Retired Uniting Church minister Janet Dawson, friend and colleague, has just had a book of poems published by Coventry Press: Psalms from my seventies … and other stuff.

It’s a book filled with honesty. Janet lives as she writes; in this book, she exemplifies a deep spirituality grounded in the ordinariness of life.
There are prayers about the closed blinds … sharing communion with a lizard … shedding tears in the fragility of life … reflecting on how hard it is to let go, especially to let a go a life partner who is changing before her eyes. There is no pretence, no puffed-up terminology, no pious hope in these prayers; they are everyday, grounded in the ordinary—and thus, so profound.

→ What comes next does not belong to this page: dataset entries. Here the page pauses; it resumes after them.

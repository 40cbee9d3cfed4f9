//! Free Allowances
//!
//! A customisable meal includes a number of add-ons per category in its base price. Each meal
//! template has its own allowance table; categories that a table does not mention include
//! [`DEFAULT_FREE_QUANTITY`] free units.

use std::{fmt, str::FromStr};

use rustc_hash::FxHashMap;
use serde::{Deserialize, Serialize};
use thiserror::Error;

/// Free quantity for a category with no entry in an allowance table.
pub const DEFAULT_FREE_QUANTITY: u32 = 0;

/// Errors related to allowance configuration.
#[derive(Debug, Error, PartialEq)]
pub enum AllowanceError {
    /// The meal template name was not recognised.
    #[error("Unknown meal template: {0}")]
    UnknownTemplate(String),
}

/// The kind of meal an allowance table applies to.
#[derive(Debug, Clone, Copy, PartialEq, Eq, Hash, Serialize, Deserialize)]
#[serde(rename_all = "snake_case")]
pub enum MealTemplate {
    /// Build-your-own salad with greens, vegetables, protein and extras.
    RegularSalad,

    /// Fruit salad with fruits, toppings and syrups.
    FruitSalad,

    /// A fixed meal that cannot be customised.
    Fixed,
}

impl MealTemplate {
    /// Returns the template's configuration name.
    pub fn as_str(self) -> &'static str {
        match self {
            MealTemplate::RegularSalad => "regular_salad",
            MealTemplate::FruitSalad => "fruit_salad",
            MealTemplate::Fixed => "fixed",
        }
    }

    /// Whether meals of this template accept add-on selections.
    pub fn is_customizable(self) -> bool {
        !matches!(self, MealTemplate::Fixed)
    }
}

impl fmt::Display for MealTemplate {
    fn fmt(&self, f: &mut fmt::Formatter<'_>) -> fmt::Result {
        f.write_str(self.as_str())
    }
}

impl FromStr for MealTemplate {
    type Err = AllowanceError;

    fn from_str(s: &str) -> Result<Self, Self::Err> {
        match s.trim() {
            "regular_salad" => Ok(MealTemplate::RegularSalad),
            "fruit_salad" => Ok(MealTemplate::FruitSalad),
            "fixed" => Ok(MealTemplate::Fixed),
            other => Err(AllowanceError::UnknownTemplate(other.to_string())),
        }
    }
}

/// Category -> free quantity for a single meal template.
#[derive(Debug, Clone, Default, PartialEq, Deserialize)]
#[serde(transparent)]
pub struct FreeAllowanceTable {
    allowances: FxHashMap<String, u32>,
}

impl FreeAllowanceTable {
    /// Create an empty table; every category is fully chargeable.
    #[must_use]
    pub fn new() -> Self {
        Self::default()
    }

    /// Builder-style insert of a category's free quantity.
    #[must_use]
    pub fn with(mut self, category: &str, free: u32) -> Self {
        self.set(category, free);
        self
    }

    /// Set the free quantity for a category.
    pub fn set(&mut self, category: &str, free: u32) {
        self.allowances.insert(category.to_string(), free);
    }

    /// Free quantity for a category, falling back to [`DEFAULT_FREE_QUANTITY`].
    pub fn free_quantity(&self, category: &str) -> u32 {
        self.allowances
            .get(category)
            .copied()
            .unwrap_or(DEFAULT_FREE_QUANTITY)
    }

    /// Whether the table has an explicit entry for the category.
    pub fn contains(&self, category: &str) -> bool {
        self.allowances.contains_key(category)
    }

    /// Iterate over the configured categories and their free quantities.
    pub fn iter(&self) -> impl Iterator<Item = (&str, u32)> {
        self.allowances
            .iter()
            .map(|(category, free)| (category.as_str(), *free))
    }

    /// Number of configured categories.
    pub fn len(&self) -> usize {
        self.allowances.len()
    }

    /// Check if no categories are configured.
    pub fn is_empty(&self) -> bool {
        self.allowances.is_empty()
    }

    /// Allowances for the regular build-your-own salad.
    #[must_use]
    pub fn regular_salad() -> Self {
        Self::new()
            .with("Leafy Greens", 1)
            .with("Vegetables", 4)
            .with("Protein", 1)
            .with("Cheese", 1)
            .with("Nuts", 1)
            .with("Dressings", 2)
            .with("Toppings", 2)
    }

    /// Allowances for the fruit salad.
    #[must_use]
    pub fn fruit_salad() -> Self {
        Self::new()
            .with("Fruits", 4)
            .with("Toppings", 2)
            .with("Syrups", 1)
    }
}

impl<S: Into<String>> FromIterator<(S, u32)> for FreeAllowanceTable {
    fn from_iter<I: IntoIterator<Item = (S, u32)>>(iter: I) -> Self {
        Self {
            allowances: iter
                .into_iter()
                .map(|(category, free)| (category.into(), free))
                .collect(),
        }
    }
}

/// Allowance tables keyed by meal template.
#[derive(Debug, Clone, PartialEq)]
pub struct AllowanceConfig {
    tables: FxHashMap<MealTemplate, FreeAllowanceTable>,
    empty: FreeAllowanceTable,
}

impl AllowanceConfig {
    /// Create a config with no tables.
    #[must_use]
    pub fn empty() -> Self {
        Self {
            tables: FxHashMap::default(),
            empty: FreeAllowanceTable::new(),
        }
    }

    /// Create a config from explicit tables.
    pub fn from_tables(tables: impl IntoIterator<Item = (MealTemplate, FreeAllowanceTable)>) -> Self {
        Self {
            tables: tables.into_iter().collect(),
            empty: FreeAllowanceTable::new(),
        }
    }

    /// Replace the table for a template.
    pub fn insert(&mut self, template: MealTemplate, table: FreeAllowanceTable) {
        self.tables.insert(template, table);
    }

    /// Table for a template. Templates without a table get an empty one.
    pub fn table(&self, template: MealTemplate) -> &FreeAllowanceTable {
        self.tables.get(&template).unwrap_or(&self.empty)
    }
}

impl Default for AllowanceConfig {
    fn default() -> Self {
        Self::from_tables([
            (
                MealTemplate::RegularSalad,
                FreeAllowanceTable::regular_salad(),
            ),
            (MealTemplate::FruitSalad, FreeAllowanceTable::fruit_salad()),
        ])
    }
}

Janet especially grapples with her uncomfortableness—her sense of alienation—in the regular weekly routines of worship. Can there be a theology that offers something better than unthinking platitudes and unacceptable dogmas? So Janet seeks to offer precisely this in her prayers.
She celebrates the music that has been “a joy and treasure all my life”, remembers “those who can’t rejoice”, questions “what did Jesus think he was doing?”, imagines people as “beautiful round objects with so many exciting possibilities”. One prayer offers images of God as “Quantum God, Eternal Becoming, Infinite Possibility, Ultimate Consciousness”, another rejoices as she leaves behind “the boat” of the church and immerses herself in “the Ocean” of the divine.
And to close: a short, punchy drama about God in the ordinariness of life. I recommend this book as a fine resource!